There is a distinct Eastern flavor to much of Turangalîla. Messiaen heard Balinese gamelan music at the Exposition Coloniale in Paris in 1931 and became obsessed with music from the East, particularly Indian music. He used pentatonic and octatonic scales, evoking the sound world of the Far East. But it was the Hindu rhythmic structures called talas that really drew him in. Talas are complex systems of rhythm created in Indian music using the power of math.
The word “tala” literally means to clap, but it also refers to any kind of musical meter — it doesn’t have to be regular — and in a larger context, tala refers to the cycle of life. Messiaen avoided regular meter, feeling it was too artificial. He pointed out that in nature things are not at all regular. For example, the branches of a tree and the waves of the sea are not even patterns. In Turangalîla, his eclectic interests and influences result in repetitions, sudden shifts of tempo and overlapping ideas. Combined with the otherworldly sound of the ondes martenot, he creates a totally distinctive musical vocabulary.

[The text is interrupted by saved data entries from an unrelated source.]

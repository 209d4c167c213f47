//! Error types for loading and exporting the wildfire datasets.

use thiserror::Error;

#[derive(Debug, Error)]
pub enum PipelineError {
    /// A source table could not be opened or read at all.
    #[error("failed to load {source_name} from {path}: {reason}")]
    Load {
        source_name: String,
        path: String,
        reason: String,
    },

    #[error("{source_name}: missing required column `{column}`")]
    MissingColumn { source_name: String, column: String },

    #[error("csv: {0}")]
    Csv(#[from] csv::Error),

    #[error("io: {0}")]
    Io(#[from] std::io::Error),

    #[error("json: {0}")]
    Json(#[from] serde_json::Error),
}

impl PipelineError {
    pub fn load(source_name: &str, path: &str, reason: impl ToString) -> Self {
        Self::Load {
            source_name: source_name.to_string(),
            path: path.to_string(),
            reason: reason.to_string(),
        }
    }

    pub fn missing_column(source_name: &str, column: &str) -> Self {
        Self::MissingColumn {
            source_name: source_name.to_string(),
            column: column.to_string(),
        }
    }
}
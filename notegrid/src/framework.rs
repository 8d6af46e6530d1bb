//! Shared stage plumbing: partial results, bounded retry, weighted confidence
//! and the optional metrics sink every stage reports into.

use std::error::Error as _;
use std::future::Future;
use std::sync::Arc;
use std::time::Duration;

use chrono::{DateTime, Utc};
use serde::{Deserialize, Serialize};
use serde_json::Value;

use crate::error::{NoteError, Result};

/// Degraded output of a stage that could not produce its typed result.
#[derive(Debug, Clone, PartialEq, Serialize, Deserialize)]
pub struct PartialResult {
    pub data: Value,
    pub error: Option<String>,
    pub warnings: Vec<String>,
    pub timestamp: DateTime<Utc>,
    #[serde(skip_serializing_if = "Option::is_none")]
    pub trace: Option<String>,
}

impl PartialResult {
    pub fn from_error(error: impl Into<String>) -> Self {
        Self {
            data: Value::Object(Default::default()),
            error: Some(error.into()),
            warnings: Vec::new(),
            timestamp: Utc::now(),
            trace: None,
        }
    }

    pub fn with_data(mut self, data: Value) -> Self {
        self.data = data;
        self
    }

    pub fn with_warning(mut self, warning: impl Into<String>) -> Self {
        self.warnings.push(warning.into());
        self
    }

    pub fn with_trace(mut self, trace: impl Into<String>) -> Self {
        self.trace = Some(trace.into());
        self
    }

    pub fn error_message(&self) -> &str {
        self.error.as_deref().unwrap_or("unknown error")
    }
}

impl From<NoteError> for PartialResult {
    fn from(error: NoteError) -> Self {
        PartialResult::from_error(error.to_string()).with_trace(error_trace(&error))
    }
}

/// Typed stage output or its degraded substitute.
pub type StageResult<T> = std::result::Result<T, PartialResult>;

fn error_trace(error: &NoteError) -> String {
    let mut trace = format!("{error:?}");
    let mut source = error.source();
    while let Some(cause) = source {
        trace.push_str("\ncaused by: ");
        trace.push_str(&cause.to_string());
        source = cause.source();
    }
    trace
}

/// Destination for per-stage metrics. Implementations must tolerate concurrent writers.
pub trait MetricsSink: Send + Sync {
    fn record(&self, component: &str, metric: &str, value: f64);
}

#[derive(Debug, Default, Clone, Copy)]
pub struct NoopSink;

impl MetricsSink for NoopSink {
    fn record(&self, _component: &str, _metric: &str, _value: f64) {}
}

/// Emits every metric as a debug-level tracing event.
#[derive(Debug, Default, Clone, Copy)]
pub struct TracingSink;

impl MetricsSink for TracingSink {
    fn record(&self, component: &str, metric: &str, value: f64) {
        tracing::debug!(component, metric, value, "metric");
    }
}

pub type SharedSink = Arc<dyn MetricsSink>;

pub fn noop_sink() -> SharedSink {
    Arc::new(NoopSink)
}

#[derive(Debug, Clone, Copy, PartialEq, Eq)]
pub struct RetryPolicy {
    pub max_retries: u32,
    pub base_delay: Duration,
}

impl Default for RetryPolicy {
    fn default() -> Self {
        Self {
            max_retries: 1,
            base_delay: Duration::from_secs(1),
        }
    }
}

impl RetryPolicy {
    pub fn new(max_retries: u32, base_delay: Duration) -> Self {
        Self {
            max_retries,
            base_delay,
        }
    }

    /// Single attempt, used where a stage has its own fallback chain.
    pub fn none() -> Self {
        Self {
            max_retries: 0,
            base_delay: Duration::ZERO,
        }
    }

    /// Sleep before the retry that follows failed attempt `attempt` (0-based).
    pub fn delay_for(&self, attempt: u32) -> Duration {
        self.base_delay
            .saturating_mul(2_u32.saturating_pow(attempt.min(16)))
    }
}

/// Runs `op`, retrying up to `policy.max_retries` times with exponential backoff.
///
/// After the final failure the last error is converted into a [`PartialResult`]
/// carrying its message and a captured trace.
pub async fn execute_with_retry<T, F, Fut>(
    component: &str,
    policy: &RetryPolicy,
    sink: &dyn MetricsSink,
    op: F,
) -> StageResult<T>
where
    F: FnMut() -> Fut,
    Fut: Future<Output = Result<T>>,
{
    execute_with_retry_counted(component, policy, sink, op).await.0
}

/// Same as [`execute_with_retry`], also returning how many retries were spent.
pub async fn execute_with_retry_counted<T, F, Fut>(
    component: &str,
    policy: &RetryPolicy,
    sink: &dyn MetricsSink,
    mut op: F,
) -> (StageResult<T>, u32)
where
    F: FnMut() -> Fut,
    Fut: Future<Output = Result<T>>,
{
    let mut attempt = 0;

    loop {
        match op().await {
            Ok(value) => {
                sink.record(component, "retries", f64::from(attempt));
                return (Ok(value), attempt);
            }
            Err(error) if attempt < policy.max_retries => {
                let delay = policy.delay_for(attempt);
                tracing::warn!(
                    component,
                    attempt = attempt + 1,
                    max_retries = policy.max_retries,
                    delay_ms = delay.as_millis() as u64,
                    error = %error,
                    "stage attempt failed, retrying"
                );
                tokio::time::sleep(delay).await;
                attempt += 1;
            }
            Err(error) => {
                tracing::error!(
                    component,
                    attempts = attempt + 1,
                    error = %error,
                    "stage failed after retries"
                );
                sink.record(component, "failures", 1.0);
                return (Err(PartialResult::from(error)), attempt);
            }
        }
    }
}

/// Weighted average of named scores.
///
/// Weights default to equal and are renormalized to sum to 1; the result is
/// clamped to `[0, 1]`. Empty scores or a zero total weight yield 0.
pub fn calculate_confidence(scores: &[(&str, f64)], weights: Option<&[(&str, f64)]>) -> f64 {
    if scores.is_empty() {
        return 0.0;
    }

    let equal: Vec<(&str, f64)>;
    let weights = match weights {
        Some(weights) => weights,
        None => {
            let share = 1.0 / scores.len() as f64;
            equal = scores.iter().map(|(name, _)| (*name, share)).collect();
            &equal
        }
    };

    let total_weight: f64 = weights.iter().map(|(_, w)| w).sum();
    if total_weight <= 0.0 {
        return 0.0;
    }

    let confidence: f64 = scores
        .iter()
        .map(|(name, score)| {
            let weight = weights
                .iter()
                .find(|(w_name, _)| w_name == name)
                .map(|(_, w)| w / total_weight)
                .unwrap_or(0.0);
            score * weight
        })
        .sum();

    confidence.clamp(0.0, 1.0)
}

/// Clamps into `[0, 1]`, mapping NaN to 0.
pub fn clamp_unit(value: f64) -> f64 {
    if value.is_nan() {
        0.0
    } else {
        value.clamp(0.0, 1.0)
    }
}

“Turangalîa” is a combination of Sanskrit words, and according to Messiaen, its meaning is almost untranslatable. “Lîla” literally means “play,” but also refers to a sense of divine intervention in the universe. “Lîla” also means “love.” “Turanga” is movement and rhythm, but also the passage of time. “Turangalîa,” Messiaen once wrote, “means, all at the same time, song of love, hymn to joy, time, movement, rhythm, life and death.” As you can tell, nothing is simple with Messiaen!
In the end, Messiaen’s music for me is almost more of a philosophy than a compositional process. It’s driven by rigorous methodology, of course, but the impetus emanates from an approach to life based on faith and love.